Le décret signé par M. Temer prend effet immédiatement, même s’il doit encore être ratifité par le Parlement brésilien. Il restera en vigueur jusqu’au 31 décembre.
Cela fait des années que les grandes villes du pays – et en particulier Rio de Janeiro – sont affectées par une insécurité galopante. Et les forces armées sont régulièrement sollicitées pour intervenir dans les favelas où l’État n’a plus son mot à dire étant donné qu’elles sont sous la domination de gangs armés rivaux. Cela a notamment été le cas lors de la Coupe du Monde de football (2014) et les Jeux Olympiques (2016), au cours desquels 85.000 militaires et policiers avaient été mobilisés (soit deux fois plus par rapport à ceux de Londres).

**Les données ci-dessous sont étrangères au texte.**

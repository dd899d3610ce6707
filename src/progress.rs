//! Progress tracking and display for uploads.
//!
//! Workers never touch shared progress state. They emit [`UploadEvent`]s into
//! a channel, and a single [`ProgressAggregator`] owns the totals and the
//! progress bars. Progress is additive; buffer fill and filtered count are
//! snapshots of server state, so the latest value wins.

use crate::protocol::BufferStatus;
use crate::utils::format_bytes;
use indicatif::{MultiProgress, ProgressBar, ProgressStyle};
use tokio::sync::mpsc;
use tracing::info;

/// Something the upload engine wants the user to know about.
#[derive(Debug, Clone, PartialEq, Eq)]
pub enum UploadEvent {
    /// Total number of reads (read pairs) in the upload.
    Total(u64),
    /// Reads delivered since the last progress event.
    Progress(u64),
    /// Bytes currently pending in the server buffer.
    BufferFill(u64),
    /// Reads the server has processed so far.
    Filtered(u64),
    /// A message for the user.
    Notice(String),
}

/// Cheap, clonable handle for emitting events.
///
/// Sending never blocks and never fails the upload; events emitted after the
/// aggregator has gone away are dropped.
#[derive(Debug, Clone)]
pub struct EventSender {
    tx: mpsc::UnboundedSender<UploadEvent>,
}

pub type EventReceiver = mpsc::UnboundedReceiver<UploadEvent>;

/// Create a connected event sender and receiver.
pub fn channel() -> (EventSender, EventReceiver) {
    let (tx, rx) = mpsc::unbounded_channel();
    (EventSender { tx }, rx)
}

impl EventSender {
    pub fn emit(&self, event: UploadEvent) {
        let _ = self.tx.send(event);
    }

    pub fn total(&self, reads: u64) {
        self.emit(UploadEvent::Total(reads));
    }

    pub fn progress(&self, reads: u64) {
        self.emit(UploadEvent::Progress(reads));
    }

    /// Report whatever parts of the server's buffer state are known.
    pub fn buffer_status(&self, status: &BufferStatus) {
        if let Some(pending) = status.pending_bytes {
            self.emit(UploadEvent::BufferFill(pending));
        }
        if let Some(processed) = status.processed_reads {
            self.emit(UploadEvent::Filtered(processed));
        }
    }

    pub fn notice(&self, message: impl Into<String>) {
        self.emit(UploadEvent::Notice(message.into()));
    }
}

/// Totals as seen by the aggregator.
#[derive(Debug, Clone, Default, PartialEq, Eq)]
pub struct UploadTotals {
    pub total_reads: u64,
    pub sent_reads: u64,
    pub buffer_fill: u64,
    pub filtered_reads: u64,
    pub notices: Vec<String>,
}

impl UploadTotals {
    /// Get current progress percentage.
    pub fn percentage(&self) -> f64 {
        if self.total_reads == 0 {
            return 0.0;
        }
        (self.sent_reads as f64 / self.total_reads as f64) * 100.0
    }
}

const READS_TEMPLATE: &str =
    "{msg:25.25} [{bar:40.cyan/blue}] {pos:>10}/{len:>10} reads {percent:>3}% {per_sec:>14} {eta:>6}";

/// Single consumer of upload events.
pub struct ProgressAggregator {
    totals: UploadTotals,
    reads_bar: Option<ProgressBar>,
    buffer_bar: Option<ProgressBar>,
}

impl ProgressAggregator {
    /// Aggregator without any display.
    pub fn headless() -> Self {
        Self {
            totals: UploadTotals::default(),
            reads_bar: None,
            buffer_bar: None,
        }
    }

    /// Aggregator drawing into `multi`.
    ///
    /// `buffer_capacity` is the server's maximum pending bytes; when known a
    /// second bar shows how full the server buffer is.
    pub fn with_bars(multi: &MultiProgress, label: &str, buffer_capacity: Option<u64>) -> Self {
        let reads_bar = multi.add(ProgressBar::new(0));
        reads_bar.set_style(
            ProgressStyle::default_bar()
                .template(READS_TEMPLATE)
                .unwrap_or_else(|_| ProgressStyle::default_bar())
                .progress_chars("█▉▊▋▌▍▎▏ "),
        );
        reads_bar.set_message(label.to_string());

        let buffer_bar = buffer_capacity.map(|capacity| {
            let bar = multi.add(ProgressBar::new(capacity));
            bar.set_style(
                ProgressStyle::default_bar()
                    .template("{msg:25.25} [{bar:40.yellow/red}] {wide_msg}")
                    .unwrap_or_else(|_| ProgressStyle::default_bar())
                    .progress_chars("#>-"),
            );
            bar.set_message("server buffer");
            bar
        });

        Self {
            totals: UploadTotals::default(),
            reads_bar: Some(reads_bar),
            buffer_bar,
        }
    }

    pub fn totals(&self) -> &UploadTotals {
        &self.totals
    }

    /// Apply one event to the totals and the display.
    pub fn apply(&mut self, event: UploadEvent) {
        match event {
            UploadEvent::Total(total) => {
                self.totals.total_reads = total;
                if let Some(ref pb) = self.reads_bar {
                    pb.set_length(total);
                }
            }
            UploadEvent::Progress(delta) => {
                self.totals.sent_reads += delta;
                if let Some(ref pb) = self.reads_bar {
                    pb.set_position(self.totals.sent_reads);
                }
            }
            UploadEvent::BufferFill(bytes) => {
                self.totals.buffer_fill = bytes;
                if let Some(ref pb) = self.buffer_bar {
                    pb.set_position(bytes.min(pb.length().unwrap_or(bytes)));
                    pb.set_message(format!("server buffer {}", format_bytes(bytes)));
                }
            }
            UploadEvent::Filtered(reads) => {
                self.totals.filtered_reads = reads;
                if let Some(ref pb) = self.reads_bar {
                    pb.set_message(format!("filtered {}", reads));
                }
            }
            UploadEvent::Notice(message) => {
                info!(notice = %message);
                if let Some(ref pb) = self.reads_bar {
                    pb.println(&message);
                }
                self.totals.notices.push(message);
            }
        }
    }

    /// Consume events until every sender is dropped, then return the totals.
    pub async fn run(mut self, mut rx: EventReceiver) -> UploadTotals {
        while let Some(event) = rx.recv().await {
            self.apply(event);
        }
        self.finish();
        self.totals
    }

    /// Finish the progress bars.
    pub fn finish(&self) {
        if let Some(ref pb) = self.reads_bar {
            let msg = pb.message();
            pb.finish_with_message(msg);
        }
        if let Some(ref pb) = self.buffer_bar {
            pb.finish_and_clear();
        }
    }
}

Seulement, ces opérations policières et militaires, qui peuvent parfois donner lieu à des scènes de guérilla urbaine, ne sont que des coups d’épée dans l’eau.
En juillet 2017, le président Temer avait signé un décret autorisant « l’emploi des forces armées dans l’Etat » de Rio de Janeiro. Ce qui s’était traduit par le déploiement de 8.500 soldats et de véhicules blindés. « Cette décision a été prise pour défendre l’intégrité de la population, préserver l’ordre public et garantir le fonctionnement des institutions », avait-il expliqué.
« Nous allons atteindre le crime organisé et ses chaînes de commandement », avait, de son côté, indiqué Raul Jungmaan, le ministre brésilien de la Défense, Raul Jungmann. Et de préciser que l’accent allait être mis sur le « renseignement » et les « actions surprises. »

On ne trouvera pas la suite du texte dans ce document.